Protesta dei braccialetti, niente udienze

30 Novembre 2015

I penalisti di Chieti scioperano contro le riforme e l’uso limitato del controllo a distanza dei detenuti

CHIETI. Astensione dalle udienze penali e protesta contro l’uso limitato del braccialetto elettronico. La Camera Penale di Chieti aderisce allo sciopero nazionale dei penalisti indetto, da oggi a venerdì, per protestare contro le riforme portate avanti dal Governo. «Occorre contrastare», spiega il presidente, l’avvocato Goffredo Tatozzi, «la possibile estensione dello strumento del “processo a distanza” indistintamente a tutti i processi con detenuti e senza specifica motivazione, tramite la riforma dell’articolo 146 bis (disposizioni di attuazione del Codice di procedura penale, ndr) attualmente all’esame del Parlamento. Problematica emersa da ultimo con il processo “Mafia Capitale”».

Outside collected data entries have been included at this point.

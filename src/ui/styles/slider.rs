// SPDX-License-Identifier: MPL-2.0
//! Slider style definitions.

use crate::ui::design_tokens::{
    opacity,
    palette::{self, WHITE},
};
use iced::widget::slider;
use iced::{Background, Border, Color, Theme};

/// Volume slider: rose filled part, translucent white remainder.
pub fn volume(_theme: &Theme, status: slider::Status) -> slider::Style {
    let handle = match status {
        slider::Status::Hovered | slider::Status::Dragged => palette::ROSE_300,
        slider::Status::Active => WHITE,
    };

    slider::Style {
        rail: slider::Rail {
            backgrounds: (
                Background::Color(palette::ROSE_400),
                Background::Color(Color {
                    a: opacity::OVERLAY_MEDIUM,
                    ..WHITE
                }),
            ),
            width: 4.0,
            border: Border {
                color: Color::TRANSPARENT,
                width: 0.0,
                radius: 2.0.into(),
            },
        },
        handle: slider::Handle {
            shape: slider::HandleShape::Circle { radius: 6.0 },
            background: Background::Color(handle),
            border_width: 0.0,
            border_color: Color::TRANSPARENT,
        },
    }
}
// SPDX-License-Identifier: MPL-2.0
//! Top-level messages and runtime flags for the application.

use crate::media::MediaMessage;
use crate::player;
use iced::window;
use std::path::PathBuf;

/// Top-level messages consumed by `App::update`. The variants forward
/// lower-level component messages while keeping a single update entrypoint.
#[derive(Debug, Clone)]
pub enum Message {
    /// A control widget was used.
    Player(player::Message),
    /// Element attachment, listener notifications and frames of a media session.
    Media(MediaMessage),
    /// A keyboard shortcut was pressed outside any focused widget.
    Shortcut {
        window: window::Id,
        shortcut: Shortcut,
    },
    /// The main window exists; fullscreen becomes available.
    WindowOpened(window::Id),
    /// The window was resized, possibly by entering or leaving fullscreen.
    WindowResized(window::Id),
    /// The window reported its mode, read before acting on `intent`.
    WindowModeRead {
        intent: FullscreenIntent,
        mode: window::Mode,
    },
    /// A file was dropped on the window.
    FileDropped(PathBuf),
    /// Window close was requested (user clicked X or pressed Alt+F4).
    WindowCloseRequested(window::Id),
}

/// Keyboard shortcuts, resolved to player commands in `App::update`.
#[derive(Debug, Clone, Copy, PartialEq, Eq)]
pub enum Shortcut {
    PlayPause,
    StepBack,
    StepForward,
    ToggleFullscreen,
    ExitFullscreen,
}

/// What to do once the real window mode is known.
#[derive(Debug, Clone, Copy, PartialEq, Eq)]
pub enum FullscreenIntent {
    Toggle,
    /// Leave fullscreen, if the window is in it.
    Exit,
    /// Only refresh the cached mode.
    Sync,
}

/// Runtime flags passed in from the CLI or launcher to tweak startup behavior.
#[derive(Debug, Default)]
pub struct Flags {
    /// Optional locale override in BCP-47 form (e.g. `fr`, `en-US`).
    pub lang: Option<String>,
    /// Optional media path to open on startup.
    pub file_path: Option<String>,
    /// Optional config directory override (for settings.toml).
    /// Takes precedence over `ICED_MARQUEE_CONFIG_DIR` environment variable.
    pub config_dir: Option<String>,
}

I penalisti chiedono, inoltre, di «intervenire al fine di evitare la spettacolarizzazione dei processi e l’alimentazione dei circuiti mediatici che finiscono per consegnare all’opinione pubblica giudizi preconfezionati, attraverso l’esibizione e la gogna degli arrestati e la diffusione dei materiali di indagine, prima ed al di fuori di qualsivoglia controllo processuale, segnalare al Governo la necessità di procedere a una riforma organica del processo penale accelerando la razionalizzazione e la modulazione delle sanzioni e realizzando una vera, seria e estesa depenalizzazione, che consenta di riservare al dibattimento la dignità che gli spetta all'interno del “giusto processo”; contrastare disegni di riforma volti, anche attraverso la limitazione delle impugnazioni, alla sostanziale vanificazione dell’istituto della prescrizione e la conseguente caduta dell’unico strumento capace di limitare l’irragionevole durata dei processi; predisporre una seria e radicale riforma del Csm, e scrivere nuove regole che limitino in maniera rigorosa il passaggio dalla magistratura alla politica e dalla magistratura all’amministrazione; provvedere alla razionalizzazione e alla dislocazione di risorse per rimediare con urgenza alle situazioni di collasso degli uffici giudiziari, nei quali la mancanza dei minimi supporti organizzativi e materiali finisce con il costituire un gravissimo danno nei confronti di tutti i cittadini».

Aderendo all’iniziativa promossa dall’Unione nazionale, la Camera Penale organizza inoltre un piccolo presidio per denunciare «la parziale applicazione dei braccialetti elettronici, in violazione dei diritti dei detenuti e in palese contrasto con l’esigenza di superare e prevenire il sovraffollamento carcerario. Il ricorso all’istituto del braccialetto elettronico», concludono i penalisti teatini, «è assai limitato in sede cautelare e mai applicato in sede esecutiva, tanto che spesso il detenuto è costretto a rimanere in carcere per l’assenza di braccialetti elettronici». In questa occasione vengono distribuiti braccialetti con la scritta “+ BRACCIALETTI - CARCERE” anche ai non addetti ai lavori per sensibilizzare l’opinione pubblica alla problematica. (s.so.)